Collected data:
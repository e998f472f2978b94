//! Forecast table and run report writers

use crate::error::Result;
use crate::models::ForecastResult;
use serde::{Deserialize, Serialize};
use std::fs::{self, File};
use std::io::{BufWriter, Read, Write};
use std::path::Path;

/// One forecast year of one (country, cause) series
#[derive(Debug, Clone, PartialEq, Serialize, Deserialize)]
pub struct ForecastRow {
    #[serde(rename = "Country")]
    pub country: String,
    #[serde(rename = "Cause")]
    pub cause: String,
    #[serde(rename = "Year")]
    pub year: i32,
    #[serde(rename = "Predicted_Rate")]
    pub predicted_rate: f64,
    #[serde(rename = "Lower_Bound")]
    pub lower_bound: f64,
    #[serde(rename = "Upper_Bound")]
    pub upper_bound: f64,
}

/// Flat table of every successful forecast
#[derive(Debug, Clone, Default, PartialEq, Serialize)]
pub struct ForecastTable {
    rows: Vec<ForecastRow>,
}

impl ForecastTable {
    pub fn new() -> Self {
        Self::default()
    }

    /// Append a series' forecast, tagging each year with its country and cause
    pub fn push_forecast(&mut self, country: &str, cause: &str, forecast: &ForecastResult) {
        self.rows
            .extend(forecast.points().iter().map(|p| ForecastRow {
                country: country.to_string(),
                cause: cause.to_string(),
                year: p.year,
                predicted_rate: p.predicted,
                lower_bound: p.lower,
                upper_bound: p.upper,
            }));
    }

    pub fn rows(&self) -> &[ForecastRow] {
        &self.rows
    }

    pub fn len(&self) -> usize {
        self.rows.len()
    }

    pub fn is_empty(&self) -> bool {
        self.rows.is_empty()
    }

    /// Distinct (country, cause) pairs in table order
    pub fn groups(&self) -> Vec<(&str, &str)> {
        let mut groups: Vec<(&str, &str)> = Vec::new();
        for row in &self.rows {
            let key = (row.country.as_str(), row.cause.as_str());
            if !groups.contains(&key) {
                groups.push(key);
            }
        }
        groups
    }

    /// Rows of one (country, cause) pair
    pub fn get(&self, country: &str, cause: &str) -> Vec<&ForecastRow> {
        self.rows
            .iter()
            .filter(|r| r.country == country && r.cause == cause)
            .collect()
    }

    /// Write the table as CSV with a header row
    pub fn write_csv_to<W: Write>(&self, writer: W) -> Result<()> {
        let mut writer = csv::Writer::from_writer(writer);
        for row in &self.rows {
            writer.serialize(row)?;
        }
        writer.flush()?;
        Ok(())
    }

    /// Write the table to `path`, creating parent directories
    pub fn write_csv<P: AsRef<Path>>(&self, path: P) -> Result<()> {
        let path = path.as_ref();
        create_parent(path)?;
        self.write_csv_to(BufWriter::new(File::create(path)?))
    }

    /// Read a table previously written by [`ForecastTable::write_csv`]
    pub fn from_csv_reader<R: Read>(reader: R) -> Result<Self> {
        let mut reader = csv::Reader::from_reader(reader);
        let rows = reader
            .deserialize()
            .collect::<std::result::Result<Vec<ForecastRow>, csv::Error>>()?;
        Ok(Self { rows })
    }

    pub fn from_csv<P: AsRef<Path>>(path: P) -> Result<Self> {
        Self::from_csv_reader(File::open(path)?)
    }
}

/// Serialize any report as pretty JSON to `path`, creating parent directories
pub fn write_json_report<T: Serialize, P: AsRef<Path>>(report: &T, path: P) -> Result<()> {
    let path = path.as_ref();
    create_parent(path)?;
    let mut writer = BufWriter::new(File::create(path)?);
    serde_json::to_writer_pretty(&mut writer, report)?;
    writer.flush()?;
    Ok(())
}

fn create_parent(path: &Path) -> Result<()> {
    match path.parent() {
        Some(parent) if !parent.as_os_str().is_empty() => Ok(fs::create_dir_all(parent)?),
        _ => Ok(()),
    }
}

HOW TO COMPLETE THIS TASK:
Could you transcribe every entry exactly, without altering anything?

TASK ANSWER:
repository e998f472f2978b94
//! Forecast table and run report writers

use crate::error::Result;
use crate::models::ForecastResult;
use serde::{Deserialize, Serialize};
use std::fs::{self, File};
use std::io::{BufWriter, Read, Write};
use std::path::Path;

/// One forecast year of one (country, cause) series
#[derive(Debug, Clone, PartialEq, Serialize, Deserialize)]
pub struct ForecastRow {
    #[serde(rename = "Country")]
    pub country: String,
    #[serde(rename = "Cause")]
    pub cause: String,
    #[serde(rename = "Year")]
    pub year: i32,
    #[serde(rename = "Predicted_Rate")]
    pub predicted_rate: f64,
    #[serde(rename = "Lower_Bound")]
    pub lower_bound: f64,
    #[serde(rename = "Upper_Bound")]
    pub upper_bound: f64,
}

/// Flat table of every successful forecast
#[derive(Debug, Clone, Default, PartialEq, Serialize)]
pub struct ForecastTable {
    rows: Vec<ForecastRow>,
}

impl ForecastTable {
    pub fn new() -> Self {
        Self::default()
    }

    /// Append a series' forecast, tagging each year with its country and cause
    pub fn push_forecast(&mut self, country: &str, cause: &str, forecast: &ForecastResult) {
        self.rows
            .extend(forecast.points().iter().map(|p| ForecastRow {
                country: country.to_string(),
                cause: cause.to_string(),
                year: p.year,
                predicted_rate: p.predicted,
                lower_bound: p.lower,
                upper_bound: p.upper,
            }));
    }

    pub fn rows(&self) -> &[ForecastRow] {
        &self.rows
    }

    pub fn len(&self) -> usize {
        self.rows.len()
    }

    pub fn is_empty(&self) -> bool {
        self.rows.is_empty()
    }

    /// Distinct (country, cause) pairs in table order
    pub fn groups(&self) -> Vec<(&str, &str)> {
        let mut groups: Vec<(&str, &str)> = Vec::new();
        for row in &self.rows {
            let key = (row.country.as_str(), row.cause.as_str());
            if !groups.contains(&key) {
                groups.push(key);
            }
        }
        groups
    }

    /// Rows of one (country, cause) pair
    pub fn get(&self, country: &str, cause: &str) -> Vec<&ForecastRow> {
        self.rows
            .iter()
            .filter(|r| r.country == country && r.cause == cause)
            .collect()
    }

    /// Write the table as CSV with a header row
    pub fn write_csv_to<W: Write>(&self, writer: W) -> Result<()> {
        let mut writer = csv::Writer::from_writer(writer);
        for row in &self.rows {
            writer.serialize(row)?;
        }
        writer.flush()?;
        Ok(())
    }

    /// Write the table to `path`, creating parent directories
    pub fn write_csv<P: AsRef<Path>>(&self, path: P) -> Result<()> {
        let path = path.as_ref();
        create_parent(path)?;
        self.write_csv_to(BufWriter::new(File::create(path)?))
    }

    /// Read a table previously written by [`ForecastTable::write_csv`]
    pub fn from_csv_reader<R: Read>(reader: R) -> Result<Self> {
        let mut reader = csv::Reader::from_reader(reader);
        let rows = reader
            .deserialize()
            .collect::<std::result::Result<Vec<ForecastRow>, csv::Error>>()?;
        Ok(Self { rows })
    }

    pub fn from_csv<P: AsRef<Path>>(path: P) -> Result<Self> {
        Self::from_csv_reader(File::open(path)?)
    }
}

/// Serialize any report as pretty JSON to `path`, creating parent directories
pub fn write_json_report<T: Serialize, P: AsRef<Path>>(report: &T, path: P) -> Result<()> {
    let path = path.as_ref();
    create_parent(path)?;
    let mut writer = BufWriter::new(File::create(path)?);
    serde_json::to_writer_pretty(&mut writer, report)?;
    writer.flush()?;
    Ok(())
}

fn create_parent(path: &Path) -> Result<()> {
    match path.parent() {
        Some(parent) if !parent.as_os_str().is_empty() => Ok(fs::create_dir_all(parent)?),
        _ => Ok(()),
    }
}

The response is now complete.